Lines holding the string "message" are the ones to copy; find them all in the data.

*** Opening Dataset records ***

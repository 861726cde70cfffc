//! Pipeline orchestration for noticescore.
//!
//! This crate ties together feed correlation, text normalization, scoring,
//! output writing and run persistence into end-to-end runs (e.g., [`pipeline::run`]).

pub mod output;
pub mod pipeline;
//! Shared types, error model, and configuration for noticescore.
//!
//! This crate is the foundation depended on by all other noticescore crates.
//! It provides:
//! - [`NoticeScoreError`]: the unified error type
//! - Domain types ([`PreScoringRecord`], [`ScoredRecord`], [`RunManifest`], [`RunId`])
//! - Configuration ([`AppConfig`], [`ScoringConfig`], config loading)

pub mod config;
pub mod error;
pub mod types;

// Re-export public API at crate root for ergonomic imports.
pub use config::{
    AppConfig, DefaultsConfig, MissingTextPolicy, OutputFormat, ScoringConfig,
    ScoringSection, StorageConfig, config_dir, config_file_path, init_config, load_config,
    load_config_from,
};
pub use error::{NoticeScoreError, Result};
pub use types::{
    CURRENT_SCHEMA_VERSION, CorrelationStats, IDENTIFIER_KEYS, PreScoringRecord, RunId,
    RunManifest, ScoredRecord, sha256_hex,
};
//! Nightly notice feed loading and notice/attachment correlation.
//!
//! A feed is the JSON form of one nightly procurement file: an object whose
//! keys are notice types (`PRESOL`, `COMBINE`, `AWARD`, ...) and whose values
//! are arrays of notices. Attachment text has already been filled in by the
//! attachment fetcher before the feed reaches this crate.

mod correlator;

use std::path::Path;

use serde_json::{Map, Value};
use tracing::{debug, instrument};

use noticescore_shared::{NoticeScoreError, Result};

pub use correlator::{Correlation, correlate};

// ---------------------------------------------------------------------------
// Feed
// ---------------------------------------------------------------------------

/// One nightly feed: notice type → notices, in document order.
#[derive(Debug, Clone, Default, PartialEq)]
pub struct Feed {
    sections: Map<String, Value>,
}

impl Feed {
    /// Build a feed from an already-parsed JSON value.
    ///
    /// Accepts the feed object itself, or a JSON string whose content is the
    /// feed object (the upstream scraper writes nightly files that way).
    pub fn from_value(value: Value) -> Result<Self> {
        match value {
            Value::Object(sections) => Ok(Self { sections }),
            Value::String(inner) => {
                debug!(len = inner.len(), "feed is double-encoded, decoding inner document");
                match serde_json::from_str(&inner) {
                    Ok(Value::Object(sections)) => Ok(Self { sections }),
                    Ok(other) => Err(NoticeScoreError::parse(format!(
                        "encoded feed must contain an object, found {}",
                        kind_of(&other)
                    ))),
                    Err(e) => Err(NoticeScoreError::parse(format!(
                        "encoded feed is not valid JSON: {e}"
                    ))),
                }
            }
            other => Err(NoticeScoreError::parse(format!(
                "feed must be an object of notice types, found {}",
                kind_of(&other)
            ))),
        }
    }

    /// Parse a feed from JSON text.
    pub fn from_json_str(content: &str) -> Result<Self> {
        let value: Value = serde_json::from_str(content)
            .map_err(|e| NoticeScoreError::parse(format!("feed is not valid JSON: {e}")))?;
        Self::from_value(value)
    }

    /// Notice-type sections in document order.
    pub fn sections(&self) -> impl Iterator<Item = (&str, &Value)> {
        self.sections.iter().map(|(k, v)| (k.as_str(), v))
    }

    /// Number of notice-type keys, including empty ones.
    pub fn len(&self) -> usize {
        self.sections.len()
    }

    /// Whether the feed has no notice-type keys at all.
    pub fn is_empty(&self) -> bool {
        self.sections.is_empty()
    }
}

/// Read and parse a nightly feed file.
#[instrument(skip_all, fields(path = %path.display()))]
pub fn load_feed(path: &Path) -> Result<Feed> {
    let content = std::fs::read_to_string(path).map_err(|e| NoticeScoreError::io(path, e))?;
    let feed = Feed::from_json_str(&content).map_err(|e| match e {
        NoticeScoreError::Parse { message } => {
            NoticeScoreError::parse(format!("{}: {message}", path.display()))
        }
        other => other,
    })?;
    debug!(notice_types = feed.len(), "feed loaded");
    Ok(feed)
}

fn kind_of(value: &Value) -> &'static str {
    match value {
        Value::Null => "null",
        Value::Bool(_) => "a boolean",
        Value::Number(_) => "a number",
        Value::String(_) => "a string",
        Value::Array(_) => "an array",
        Value::Object(_) => "an object",
    }
}

#[cfg(test)]
mod tests {
    use super::*;

    const FEED: &str = r#"{
        "PRESOL": [{"solnbr": "A-1", "url": "https://x/1"}],
        "AWARD": null,
        "COMBINE": []
    }"#;

    #[test]
    fn sections_keep_document_order() {
        let feed = Feed::from_json_str(FEED).expect("parse");
        let keys: Vec<&str> = feed.sections().map(|(k, _)| k).collect();
        assert_eq!(keys, vec!["PRESOL", "AWARD", "COMBINE"]);
        assert_eq!(feed.len(), 3);
    }

    #[test]
    fn double_encoded_feed_matches_plain() {
        let plain = Feed::from_json_str(FEED).expect("plain");
        let encoded = serde_json::to_string(FEED).expect("encode");
        let decoded = Feed::from_json_str(&encoded).expect("double-encoded");
        assert_eq!(plain, decoded);
    }

    #[test]
    fn non_object_feed_is_rejected() {
        let err = Feed::from_json_str("[1, 2]").unwrap_err();
        assert!(err.to_string().contains("found an array"));

        let err = Feed::from_json_str("\"[]\"").unwrap_err();
        assert!(err.to_string().contains("encoded feed must contain an object"));

        let err = Feed::from_json_str("{not json").unwrap_err();
        assert!(err.to_string().contains("not valid JSON"));
    }

    #[test]
    fn load_feed_reads_file() {
        let dir = tempfile::tempdir().expect("tempdir");
        let path = dir.path().join("fbo_nightly_20180506.json");
        std::fs::write(&path, FEED).expect("write");

        let feed = load_feed(&path).expect("load");
        assert_eq!(feed.len(), 3);

        let missing = dir.path().join("absent.json");
        let err = load_feed(&missing).unwrap_err();
        assert!(matches!(err, NoticeScoreError::Io { .. }));
    }

    #[test]
    fn load_feed_names_file_in_parse_errors() {
        let dir = tempfile::tempdir().expect("tempdir");
        let path = dir.path().join("broken.json");
        std::fs::write(&path, "42").expect("write");

        let err = load_feed(&path).unwrap_err();
        assert!(err.to_string().contains("broken.json"));
    }
}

*** Closing Dataset records ***

__Reply__
        NoticeScoreError::Parse { message } => {
            NoticeScoreError::parse(format!("{}: {message}", path.display()))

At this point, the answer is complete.